Mixture-of-Depths: Dynamically allocating compute in transformer-based language models

Abstract

Transformer-based language models spread FLOPs uniformly across input sequences. In this work we demonstrate that transformers can instead learn to dynamically allocate FLOPs (or compute) to specific positions in a sequence, optimising the allocation along the sequence for different layers across the model depth. Our method enforces a total compute budget by capping the number of tokens ( $k$ ) that can participate in the self-attention and MLP computations at a given layer. The tokens to be processed are determined by the network using a top- $k$ routing mechanism. Since $k$ is defined a priori, this simple procedure uses a static computation graph with known tensor sizes, unlike other conditional computation techniques. Nevertheless, since the identities of the $k$ tokens are fluid, this method can expend FLOPs non-uniformly across the time and model depth dimensions. Thus, compute expenditure is entirely predictable in sum total, but dynamic and context-sensitive at the token-level. Not only do models trained in this way learn to dynamically allocate compute, they do so efficiently. These models match baseline performance for equivalent FLOPS and wall-clock times to train, but require a fraction of the FLOPs per forward pass, and can be upwards of 50\% faster to step during post-training sampling.

Method

Defining a compute budget

假设一共有T个tokens输入到transformer中进行运算，此时的compute budget则为T. MoE方法由于有多个experts，且回选择其中一个expert进行运算，所以平均的compute budget也约为T。

对于MoD来说，由于这个方法会跳过一些block，所以最终的compute budget会小于T。假设，定义某一个block的compute budget为 $T/2$ ，那么这个block中的self-attention的flops会由之前的 $T^2$ 变为 $\frac{T}{2}^2$ ，也就是变为了原来的25%。同理，对于MLP，则由原来的 $T$ 变为 $\frac{T}{2}$ ，即原来的50%。

Routing schemes

Routing的方式可以有以下几种选择 - 随机route，类似dropout，对performance影响很大 - learned routing，证明是比随机routing更好的方法 - token-choice routing - token可以选择合适的path，但是需要引入balancing loss，不然所有的token选择的path容易趋向与一致 - 由于没有强制的约束，token-choice routing会导致load unbalance - expert-choice routing - 约束每个path有top-k的token来选择，可以保证load balance - 但是会导致某些token实际计算量比最优需求高或者低。
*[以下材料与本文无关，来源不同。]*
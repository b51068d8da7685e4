//! Implementation paths as bitmask values.
//!
//! A `Path` names one compiled implementation variant, typically tied to a
//! SIMD instruction set. Values are bits and OR together into sets meaning
//! "all of these are compiled; pick one at runtime". Dispatch resolves such a
//! set to a single bit with [`Path::most_significant`].
//!
//! `REFERENCE` and `STANDARD_CPP` exist on every target. The remaining bits
//! are only defined where they make sense, and competing variants on
//! different architectures reuse the same bit positions.

use std::fmt;
use std::ops::{BitAnd, BitAndAssign, BitOr, BitOrAssign, BitXor, BitXorAssign, Not};
use std::str::FromStr;

use serde::{Serialize, Serializer};

use crate::error::{ProbeError, Result};

#[derive(Clone, Copy, PartialEq, Eq, Hash, Default, PartialOrd, Ord)]
pub struct Path(u8);

impl Path {
    /// Absence of any path
    pub const NONE: Path = Path(0);
    /// Minimal standalone implementation, bypassing the tiled machinery.
    /// Meant for testing against.
    pub const REFERENCE: Path = Path(0x1);
    /// Portable implementation of the architecture-specific parts. Also the
    /// fallback when no SIMD path is usable at runtime.
    pub const STANDARD_CPP: Path = Path(0x2);

    /// Widely available subset of ARM NEON
    #[cfg(any(target_arch = "arm", target_arch = "aarch64"))]
    pub const NEON: Path = Path(0x4);
    /// NEON plus the dot-product instructions of newer ARM cores
    #[cfg(any(target_arch = "arm", target_arch = "aarch64"))]
    pub const NEON_DOTPROD: Path = Path(0x8);

    #[cfg(any(target_arch = "x86", target_arch = "x86_64"))]
    pub const SSE42: Path = Path(0x4);
    #[cfg(any(target_arch = "x86", target_arch = "x86_64"))]
    pub const AVX2: Path = Path(0x8);
    #[cfg(any(target_arch = "x86", target_arch = "x86_64"))]
    pub const AVX512: Path = Path(0x10);
    #[cfg(any(target_arch = "x86", target_arch = "x86_64"))]
    pub const AVX_VNNI: Path = Path(0x20);

    pub const fn from_bits(bits: u8) -> Self {
        Path(bits)
    }

    pub const fn bits(self) -> u8 {
        self.0
    }

    pub const fn union(self, other: Path) -> Path {
        Path(self.0 | other.0)
    }

    pub const fn intersection(self, other: Path) -> Path {
        Path(self.0 & other.0)
    }

    pub const fn contains(self, other: Path) -> bool {
        self.0 & other.0 == other.0
    }

    pub const fn is_empty(self) -> bool {
        self.0 == 0
    }

    /// True when exactly one bit is set
    pub const fn is_single(self) -> bool {
        self.0.is_power_of_two()
    }

    /// Highest set bit of `mask`, i.e. the mask rounded down to a power of two.
    ///
    /// Newer and more specialized instruction sets get higher bits, so this is
    /// the tie-break when several compiled paths are usable at runtime.
    pub const fn most_significant(mask: Path) -> Path {
        if mask.0 == 0 {
            return Path::NONE;
        }
        Path(1 << (u8::BITS - 1 - mask.0.leading_zeros()))
    }

    /// Single-bit members, highest first
    pub fn iter(self) -> impl Iterator<Item = Path> {
        (0..u8::BITS)
            .rev()
            .map(|shift| 1u8 << shift)
            .filter(move |bit| self.0 & bit != 0)
            .map(Path)
    }

    /// Name of a single path defined on this target
    pub fn name(self) -> Option<&'static str> {
        named_paths()
            .find(|(path, _)| *path == self)
            .map(|(_, name)| name)
    }

    fn from_name(name: &str) -> Option<Path> {
        named_paths()
            .find(|(_, known)| known.eq_ignore_ascii_case(name))
            .map(|(path, _)| path)
    }
}

/// Free-function form of [`Path::most_significant`]
pub fn get_most_significant_path(mask: Path) -> Path {
    Path::most_significant(mask)
}

/// Every path worth compiling on this target.
///
/// Dotprod detection is only implemented on Linux, so other ARM targets leave
/// `NEON_DOTPROD` out.
#[cfg(all(target_arch = "aarch64", target_os = "linux"))]
pub const ALL_PATHS: Path = Path::REFERENCE
    .union(Path::STANDARD_CPP)
    .union(Path::NEON)
    .union(Path::NEON_DOTPROD);

#[cfg(any(
    all(target_arch = "arm", target_os = "linux"),
    all(
        any(target_arch = "arm", target_arch = "aarch64"),
        not(target_os = "linux")
    )
))]
pub const ALL_PATHS: Path = Path::REFERENCE
    .union(Path::STANDARD_CPP)
    .union(Path::NEON);

#[cfg(any(target_arch = "x86", target_arch = "x86_64"))]
pub const ALL_PATHS: Path = Path::REFERENCE
    .union(Path::STANDARD_CPP)
    .union(Path::SSE42)
    .union(Path::AVX2)
    .union(Path::AVX512)
    .union(Path::AVX_VNNI);

#[cfg(not(any(
    target_arch = "arm",
    target_arch = "aarch64",
    target_arch = "x86",
    target_arch = "x86_64"
)))]
pub const ALL_PATHS: Path = Path::REFERENCE.union(Path::STANDARD_CPP);

const UNIVERSAL_NAMES: &[(Path, &str)] = &[
    (Path::REFERENCE, "reference"),
    (Path::STANDARD_CPP, "standard-cpp"),
];

#[cfg(any(target_arch = "arm", target_arch = "aarch64"))]
const ARCH_NAMES: &[(Path, &str)] = &[(Path::NEON, "neon"), (Path::NEON_DOTPROD, "neon-dotprod")];

#[cfg(any(target_arch = "x86", target_arch = "x86_64"))]
const ARCH_NAMES: &[(Path, &str)] = &[
    (Path::SSE42, "sse42"),
    (Path::AVX2, "avx2"),
    (Path::AVX512, "avx512"),
    (Path::AVX_VNNI, "avx-vnni"),
];

#[cfg(not(any(
    target_arch = "arm",
    target_arch = "aarch64",
    target_arch = "x86",
    target_arch = "x86_64"
)))]
const ARCH_NAMES: &[(Path, &str)] = &[];

fn named_paths() -> impl Iterator<Item = (Path, &'static str)> {
    UNIVERSAL_NAMES.iter().chain(ARCH_NAMES).copied()
}

impl BitOr for Path {
    type Output = Path;

    fn bitor(self, rhs: Path) -> Path {
        Path(self.0 | rhs.0)
    }
}

impl BitAnd for Path {
    type Output = Path;

    fn bitand(self, rhs: Path) -> Path {
        Path(self.0 & rhs.0)
    }
}

impl BitXor for Path {
    type Output = Path;

    fn bitxor(self, rhs: Path) -> Path {
        Path(self.0 ^ rhs.0)
    }
}

impl Not for Path {
    type Output = Path;

    fn not(self) -> Path {
        Path(!self.0)
    }
}

impl BitOrAssign for Path {
    fn bitor_assign(&mut self, rhs: Path) {
        self.0 |= rhs.0;
    }
}

impl BitAndAssign for Path {
    fn bitand_assign(&mut self, rhs: Path) {
        self.0 &= rhs.0;
    }
}

impl BitXorAssign for Path {
    fn bitxor_assign(&mut self, rhs: Path) {
        self.0 ^= rhs.0;
    }
}

impl fmt::Display for Path {
    /// Formats as `avx2|standard-cpp`, highest bit first. Bits without a
    /// name on this target print as hex.
    fn fmt(&self, f: &mut fmt::Formatter<'_>) -> fmt::Result {
        if self.is_empty() {
            return f.write_str("none");
        }
        for (idx, bit) in self.iter().enumerate() {
            if idx > 0 {
                f.write_str("|")?;
            }
            match bit.name() {
                Some(name) => f.write_str(name)?,
                None => write!(f, "{:#04x}", bit.0)?,
            }
        }
        Ok(())
    }
}

impl fmt::Debug for Path {
    fn fmt(&self, f: &mut fmt::Formatter<'_>) -> fmt::Result {
        write!(f, "Path({self})")
    }
}

impl FromStr for Path {
    type Err = ProbeError;

    /// Parses a `|` or `,` separated list of path names. `all` and `none`
    /// are accepted as shorthands.
    fn from_str(value: &str) -> Result<Self> {
        let mut mask = Path::NONE;
        for token in value.split(['|', ',']) {
            let token = token.trim();
            if token.is_empty() {
                continue;
            }
            mask |= match token.to_ascii_lowercase().as_str() {
                "all" => ALL_PATHS,
                "none" => Path::NONE,
                other => Path::from_name(other).ok_or_else(|| ProbeError::unknown_path(other))?,
            };
        }
        Ok(mask)
    }
}

impl Serialize for Path {
    fn serialize<S: Serializer>(&self, serializer: S) -> std::result::Result<S::Ok, S::Error> {
        serializer.collect_str(self)
    }
}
前两个图是以MoE为例，第三个图则是MoD routing的方法。MoE中有多个expert，token-choice每个token可以选择自己的expert，如左1途中虚线所示，如果expert1被选择的次数过多，超过了设置的capacity，则只能把这个token直接扔掉。中间图则采用了expert-choice 方式，每个expert对应两个token，由于有多个experts，所以某些token可能会有多个expert，某些token则可能一个expert都没有，相当于不参与这个block运算。右图则是对MoD的routing，选择只有两种，要么参与运算，要么不参与运算，所以top-2的token会参与这个block的运算，其他tokens则会直接跳过这个block的运算。
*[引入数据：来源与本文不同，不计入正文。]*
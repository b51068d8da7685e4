use std::io;
use std::path::PathBuf;

use thiserror::Error;

/// Main error type for cpuprobe
#[derive(Debug, Error)]
pub enum ProbeError {
    /// Topology source could not be opened or read
    #[error("Topology unavailable: {reason}")]
    TopologyUnavailable { reason: String },

    /// Topology source returned data that cannot be aggregated
    #[error("Invalid topology: {reason}")]
    InvalidTopology { reason: String },

    /// Filesystem operation failed
    #[error("I/O error: {0}")]
    Io(#[from] io::Error),

    /// Configuration parsing failed
    #[error("Configuration error: {message}")]
    Config { message: String },

    /// Configuration file is invalid
    #[error("Invalid configuration file {path}: {reason}")]
    ConfigInvalid { path: PathBuf, reason: String },

    /// Invalid argument provided
    #[error("Invalid argument: {argument}")]
    InvalidArgument { argument: String },

    /// Path name not defined on this target
    #[error("Unknown path: {name}")]
    UnknownPath { name: String },
}

impl ProbeError {
    /// Create a topology unavailable error
    pub fn topology_unavailable(reason: impl Into<String>) -> Self {
        ProbeError::TopologyUnavailable {
            reason: reason.into(),
        }
    }

    /// Create an invalid topology error
    pub fn invalid_topology(reason: impl Into<String>) -> Self {
        ProbeError::InvalidTopology {
            reason: reason.into(),
        }
    }

    /// Create a configuration error
    pub fn config(message: impl Into<String>) -> Self {
        ProbeError::Config {
            message: message.into(),
        }
    }

    /// Create a config invalid error
    pub fn config_invalid(path: PathBuf, reason: impl Into<String>) -> Self {
        ProbeError::ConfigInvalid {
            path,
            reason: reason.into(),
        }
    }

    /// Create an invalid argument error
    pub fn invalid_argument(argument: impl Into<String>) -> Self {
        ProbeError::InvalidArgument {
            argument: argument.into(),
        }
    }

    /// Create an unknown path error
    pub fn unknown_path(name: impl Into<String>) -> Self {
        ProbeError::UnknownPath { name: name.into() }
    }
}

/// Result type alias for cpuprobe operations
pub type Result<T> = std::result::Result<T, ProbeError>;

impl From<toml::de::Error> for ProbeError {
    fn from(err: toml::de::Error) -> Self {
        ProbeError::Config {
            message: err.to_string(),
        }
    }
}

impl From<serde_json::Error> for ProbeError {
    fn from(err: serde_json::Error) -> Self {
        ProbeError::Config {
            message: err.to_string(),
        }
    }
}
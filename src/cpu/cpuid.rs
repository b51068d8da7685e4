#[cfg(target_arch = "x86")]
use std::arch::x86 as arch;
#[cfg(target_arch = "x86_64")]
use std::arch::x86_64 as arch;

use super::topology::{
    CacheDescriptor, CacheHierarchy, CpuFeature, FeatureSet, ProcessorInfo, Topology,
    TopologyProvider,
};
use crate::error::{ProbeError, Result};

/// Intel deterministic cache parameters
const INTEL_CACHE_LEAF: u32 = 4;
/// AMD cache topology, same register layout as leaf 4
const AMD_CACHE_LEAF: u32 = 0x8000_001D;
const MAX_CACHE_SUBLEAF: u32 = 16;

/// x86 provider for targets without sysfs.
///
/// Features come from `is_x86_feature_detected!`, caches from the CPUID cache
/// leaves. CPUID does not say which logical processors share a cache, only
/// how many, so processors are assumed to be numbered contiguously by core.
#[derive(Debug, Clone, Copy, Default)]
pub struct CpuidTopology;

impl TopologyProvider for CpuidTopology {
    fn name(&self) -> &'static str {
        "cpuid"
    }

    fn initialize(&self) -> Result<Topology> {
        let leaves = read_cache_leaves();
        if leaves.is_empty() {
            return Err(ProbeError::topology_unavailable(
                "cpuid reported no data caches",
            ));
        }
        let processor_count = std::thread::available_parallelism()?.get();
        Ok(build_topology(processor_count, &leaves, detect_features()))
    }
}

/// One data or unified cache level
#[derive(Debug, Clone, Copy, PartialEq, Eq)]
struct CacheLeaf {
    level: u32,
    size: usize,
    /// Logical processors sharing the cache
    sharing: usize,
}

/// Decode one cache sub-leaf. `None` for instruction caches and for the
/// terminating null entry.
fn decode_cache_leaf(eax: u32, ebx: u32, ecx: u32) -> Option<CacheLeaf> {
    // 1 data, 2 instruction, 3 unified
    let cache_type = eax & 0x1F;
    if cache_type != 1 && cache_type != 3 {
        return None;
    }

    let line_size = (ebx & 0xFFF) as usize + 1;
    let partitions = ((ebx >> 12) & 0x3FF) as usize + 1;
    let ways = ((ebx >> 22) & 0x3FF) as usize + 1;
    let sets = ecx as usize + 1;

    Some(CacheLeaf {
        level: (eax >> 5) & 0x7,
        size: line_size * partitions * ways * sets,
        sharing: ((eax >> 14) & 0xFFF) as usize + 1,
    })
}

fn read_cache_leaves() -> Vec<CacheLeaf> {
    let leaves = read_cache_leaf(INTEL_CACHE_LEAF, 0);
    if !leaves.is_empty() {
        return leaves;
    }
    // Older AMD parts answer leaf 4 with zeros
    read_cache_leaf(AMD_CACHE_LEAF, 0x8000_0000)
}

fn read_cache_leaf(leaf: u32, range: u32) -> Vec<CacheLeaf> {
    // SAFETY: CPUID is present on every x86 target std supports
    let (max_leaf, _) = unsafe { arch::__get_cpuid_max(range) };
    if max_leaf < leaf {
        return Vec::new();
    }

    let mut leaves = Vec::new();
    for subleaf in 0..MAX_CACHE_SUBLEAF {
        // SAFETY: leaf is within the supported range checked above
        let result = unsafe { arch::__cpuid_count(leaf, subleaf) };
        if result.eax & 0x1F == 0 {
            break;
        }
        leaves.extend(decode_cache_leaf(result.eax, result.ebx, result.ecx));
    }
    leaves
}

fn detect_features() -> FeatureSet {
    [
        (is_x86_feature_detected!("sse4.2"), CpuFeature::Sse42),
        (is_x86_feature_detected!("avx2"), CpuFeature::Avx2),
        (is_x86_feature_detected!("avx512f"), CpuFeature::Avx512F),
        (is_x86_feature_detected!("avx512dq"), CpuFeature::Avx512Dq),
        (is_x86_feature_detected!("avx512cd"), CpuFeature::Avx512Cd),
        (is_x86_feature_detected!("avx512bw"), CpuFeature::Avx512Bw),
        (is_x86_feature_detected!("avx512vl"), CpuFeature::Avx512Vl),
        (is_x86_feature_detected!("avx512vnni"), CpuFeature::Avx512Vnni),
    ]
    .into_iter()
    .filter_map(|(detected, feature)| detected.then_some(feature))
    .collect()
}

/// Lay out `processor_count` identical processors. Each cache is shared by
/// aligned blocks of `sharing` processors. L1d is taken to be private to a
/// core, so its sharing count is the number of threads per core.
fn build_topology(processor_count: usize, leaves: &[CacheLeaf], features: FeatureSet) -> Topology {
    let processor_count = processor_count.max(1);
    let threads_per_core = leaves
        .iter()
        .find(|leaf| leaf.level == 1)
        .map_or(1, |leaf| leaf.sharing)
        .clamp(1, processor_count);

    let processors = (0..processor_count)
        .map(|cpu| {
            let mut caches = CacheHierarchy::default();
            for leaf in leaves {
                let sharing = leaf.sharing.clamp(1, processor_count);
                let processor_start = cpu / sharing * sharing;
                let descriptor = CacheDescriptor {
                    size: leaf.size,
                    processor_start,
                    processor_count: sharing.min(processor_count - processor_start),
                };
                match leaf.level {
                    1 => caches.l1d = Some(descriptor),
                    2 => caches.l2 = Some(descriptor),
                    3 => caches.l3 = Some(descriptor),
                    _ => {}
                }
            }
            ProcessorInfo {
                core: (cpu / threads_per_core) as u32,
                caches,
            }
        })
        .collect();

    Topology {
        processors,
        features,
    }
}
最终，论文选择expert-choice routing，具体原因为：
- 不需要增加balancing loss，既可以满足load balance
- Top-k的方法可以找到最需要参与运算的tokens，其他tokens则选择跳过运算
- 选择只有两种，计算或者跳过计算，top-k的方式可以很好的实现这个选择

Routing implementation

可以看到，选择top-k的token embedding进行运算，可以有效的减少compute budget 需要注意的是，这里的block的输出 $f_i(x)$ 增加了与 $r_i$ 作为权重。
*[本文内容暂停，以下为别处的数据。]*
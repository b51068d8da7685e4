use serde::Serialize;

use super::topology::{CacheDescriptor, ProcessorInfo, Topology};
use crate::error::{ProbeError, Result};
use crate::utils::format_bytes;

const DUMMY_LOCAL_BYTES: usize = 32 * 1024;
const DUMMY_LAST_LEVEL_BYTES: usize = 512 * 1024;

/// Data cache sizes used for tiling decisions
#[derive(Debug, Clone, Copy, Default, PartialEq, Eq, Serialize)]
pub struct CacheSizes {
    /// Minimum over all cores of the size in bytes of the last data cache
    /// level local to that core (not shared with other cores). With private
    /// L1/L2 and a shared L3 this is the L2 size.
    pub local: usize,
    /// Minimum over all cores of the size in bytes of the last-level data
    /// cache. With a shared L3 this is the L3 size.
    pub last_level: usize,
}

impl CacheSizes {
    pub fn new(local: usize, last_level: usize) -> Self {
        Self { local, last_level }
    }

    /// Conservative values for when real detection is unavailable
    pub fn dummy() -> Self {
        Self {
            local: DUMMY_LOCAL_BYTES,
            last_level: DUMMY_LAST_LEVEL_BYTES,
        }
    }

    /// Format as "256.0 KiB / 4.0 MiB"
    pub fn format(&self) -> String {
        format!(
            "{} / {}",
            format_bytes(self.local as u64),
            format_bytes(self.last_level as u64)
        )
    }

    /// Walk every processor's cache hierarchy and keep the minimum local and
    /// last-level size.
    pub(crate) fn from_topology(topology: &Topology) -> Result<Self> {
        if topology.processors.is_empty() {
            return Err(ProbeError::invalid_topology("provider reported no processors"));
        }

        let mut overall: Option<CacheSizes> = None;
        for (index, processor) in topology.processors.iter().enumerate() {
            let sizes = processor_cache_sizes(topology, processor).map_err(|reason| {
                ProbeError::invalid_topology(format!("processor {index}: {reason}"))
            })?;
            let Some(sizes) = sizes else {
                continue;
            };
            overall = Some(match overall {
                Some(current) => CacheSizes {
                    local: current.local.min(sizes.local),
                    last_level: current.last_level.min(sizes.last_level),
                },
                None => sizes,
            });
        }

        overall.ok_or_else(|| ProbeError::invalid_topology("no processor reported a data cache"))
    }
}

/// Sizes seen from one processor, or `None` when it has no cache levels.
///
/// The last local level visited wins, and the last level visited at all is
/// the last-level cache. This is a heuristic and can misclassify
/// non-contiguous sharing; tuning elsewhere assumes it as is.
fn processor_cache_sizes(
    topology: &Topology,
    processor: &ProcessorInfo,
) -> std::result::Result<Option<CacheSizes>, String> {
    let mut local = 0;
    let mut last_level = 0;

    // continue, not break: L1 + L3 without L2 happens
    for cache in processor.caches.levels().into_iter().flatten() {
        if is_local(topology, cache)? {
            local = cache.size;
        }
        last_level = cache.size;
    }

    if last_level == 0 {
        return Ok(None);
    }
    if local == 0 {
        local = last_level;
    }
    Ok(Some(CacheSizes { local, last_level }))
}

/// A cache is local when the first and last processor sharing it sit on the
/// same core.
fn is_local(topology: &Topology, cache: &CacheDescriptor) -> std::result::Result<bool, String> {
    let last = cache
        .processor_start
        .checked_add(cache.processor_count)
        .and_then(|end| end.checked_sub(1));
    let first = topology.processor(cache.processor_start);
    let last = last.and_then(|index| topology.processor(index));
    match (first, last) {
        (Some(first), Some(last)) => Ok(first.core == last.core),
        _ => Err(format!(
            "sharing range {}+{} outside {} processors",
            cache.processor_start,
            cache.processor_count,
            topology.processor_count()
        )),
    }
}

#[cfg(test)]
mod tests {
    use super::*;
    use crate::cpu::topology::CacheHierarchy;

    fn cache(size: usize, processor_start: usize, processor_count: usize) -> CacheDescriptor {
        CacheDescriptor {
            size,
            processor_start,
            processor_count,
        }
    }

    /// 4 processors in 2 cores; each core's 2 processors share a 4 MiB L3,
    /// L1 and L2 are private per processor.
    fn two_core_topology() -> Topology {
        let processors = (0..4)
            .map(|cpu| {
                let core_start = cpu / 2 * 2;
                ProcessorInfo {
                    core: (cpu / 2) as u32,
                    caches: CacheHierarchy {
                        l1d: Some(cache(32 * 1024, cpu, 1)),
                        l2: Some(cache(256 * 1024, cpu, 1)),
                        l3: Some(cache(4 * 1024 * 1024, core_start, 2)),
                    },
                }
            })
            .collect();
        Topology {
            processors,
            ..Topology::default()
        }
    }

    #[test]
    fn dummy_values() {
        assert_eq!(CacheSizes::dummy(), CacheSizes::new(32768, 524288));
    }

    #[test]
    fn shared_l3_within_one_core_counts_as_local() {
        // Both processors sharing each L3 belong to the same core, so the L3
        // is local too and wins as the last local level visited.
        let sizes = CacheSizes::from_topology(&two_core_topology()).unwrap();
        assert_eq!(sizes.last_level, 4194304);
        assert_eq!(sizes.local, 4194304);
    }

    #[test]
    fn l3_shared_across_cores_leaves_l2_local() {
        let mut topology = two_core_topology();
        for processor in &mut topology.processors {
            processor.caches.l3 = Some(cache(4 * 1024 * 1024, 0, 4));
        }
        let sizes = CacheSizes::from_topology(&topology).unwrap();
        assert_eq!(sizes, CacheSizes::new(262144, 4194304));
    }

    #[test]
    fn missing_middle_level_does_not_stop_walk() {
        let topology = Topology {
            processors: vec![
                ProcessorInfo {
                    core: 0,
                    caches: CacheHierarchy {
                        l1d: Some(cache(48 * 1024, 0, 1)),
                        l2: None,
                        l3: Some(cache(8 * 1024 * 1024, 0, 2)),
                    },
                },
                ProcessorInfo {
                    core: 1,
                    caches: CacheHierarchy {
                        l1d: Some(cache(48 * 1024, 1, 1)),
                        l2: None,
                        l3: Some(cache(8 * 1024 * 1024, 0, 2)),
                    },
                },
            ],
            ..Topology::default()
        };
        let sizes = CacheSizes::from_topology(&topology).unwrap();
        assert_eq!(sizes, CacheSizes::new(48 * 1024, 8 * 1024 * 1024));
    }

    #[test]
    fn no_local_level_falls_back_to_last_level() {
        let topology = Topology {
            processors: vec![
                ProcessorInfo {
                    core: 0,
                    caches: CacheHierarchy {
                        l2: Some(cache(1024 * 1024, 0, 2)),
                        ..CacheHierarchy::default()
                    },
                },
                ProcessorInfo {
                    core: 1,
                    caches: CacheHierarchy {
                        l2: Some(cache(1024 * 1024, 0, 2)),
                        ..CacheHierarchy::default()
                    },
                },
            ],
            ..Topology::default()
        };
        let sizes = CacheSizes::from_topology(&topology).unwrap();
        assert_eq!(sizes, CacheSizes::new(1024 * 1024, 1024 * 1024));
    }

    #[test]
    fn aggregate_takes_minimum_across_processors() {
        // Hybrid layout: big core with 2 MiB L2, little core with 1 MiB L2
        let topology = Topology {
            processors: vec![
                ProcessorInfo {
                    core: 0,
                    caches: CacheHierarchy {
                        l1d: Some(cache(48 * 1024, 0, 1)),
                        l2: Some(cache(2 * 1024 * 1024, 0, 1)),
                        l3: Some(cache(30 * 1024 * 1024, 0, 2)),
                    },
                },
                ProcessorInfo {
                    core: 1,
                    caches: CacheHierarchy {
                        l1d: Some(cache(32 * 1024, 1, 1)),
                        l2: Some(cache(1024 * 1024, 1, 1)),
                        l3: Some(cache(30 * 1024 * 1024, 0, 2)),
                    },
                },
            ],
            ..Topology::default()
        };
        let sizes = CacheSizes::from_topology(&topology).unwrap();
        assert_eq!(sizes, CacheSizes::new(1024 * 1024, 30 * 1024 * 1024));
        assert!(sizes.last_level >= sizes.local);
    }

    #[test]
    fn empty_topology_is_invalid() {
        let err = CacheSizes::from_topology(&Topology::default()).unwrap_err();
        assert!(matches!(err, ProbeError::InvalidTopology { .. }));
    }

    #[test]
    fn sharing_range_out_of_bounds_is_invalid() {
        let topology = Topology {
            processors: vec![ProcessorInfo {
                core: 0,
                caches: CacheHierarchy {
                    l1d: Some(cache(32 * 1024, 0, 4)),
                    ..CacheHierarchy::default()
                },
            }],
            ..Topology::default()
        };
        let err = CacheSizes::from_topology(&topology).unwrap_err();
        assert!(err.to_string().contains("processor 0"));
    }

    #[test]
    fn sharing_range_overflow_is_invalid() {
        let topology = Topology {
            processors: vec![ProcessorInfo {
                core: 0,
                caches: CacheHierarchy {
                    l1d: Some(cache(32 * 1024, usize::MAX, 1)),
                    l2: Some(cache(256 * 1024, 0, usize::MAX)),
                    ..CacheHierarchy::default()
                },
            }],
            ..Topology::default()
        };
        let err = CacheSizes::from_topology(&topology).unwrap_err();
        assert!(err.to_string().contains("outside 1 processors"));
    }

    #[test]
    fn processors_without_caches_are_skipped() {
        let mut topology = two_core_topology();
        topology.processors[3].caches = CacheHierarchy::default();
        let sizes = CacheSizes::from_topology(&topology).unwrap();
        assert_eq!(sizes.last_level, 4194304);

        for processor in &mut topology.processors {
            processor.caches = CacheHierarchy::default();
        }
        assert!(CacheSizes::from_topology(&topology).is_err());
    }

    #[test]
    fn format_uses_binary_units() {
        assert_eq!(CacheSizes::new(262144, 4194304).format(), "256.0 KiB / 4.0 MiB");
    }
}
Non-causal problem during sampling

在自回归sampling时，确定这个token是否在top-k中，需要与未来的token进行比较，但是无法获取未来的token，导致因果逻辑混乱。论文中给出了两个解决方法： - A simple auxiliary loss - 使用binary cross-entropy loss来区分每个token的 $r_i$ 是否属于topk - A small auxiliary MLP predictor - 相当于second router，用于预测是否属于topk

Training

Training部分所有的超参数保持不变，只修改了layer number，heads和embedding size等

Results

同等参数量下，MoD比baseline要快，同等训练flops和wall-clock下，训练结果相似；（也就是说MoD需要训练更多的iteration）

Every block routing 和 Evary other block routing对比，后者表现更好。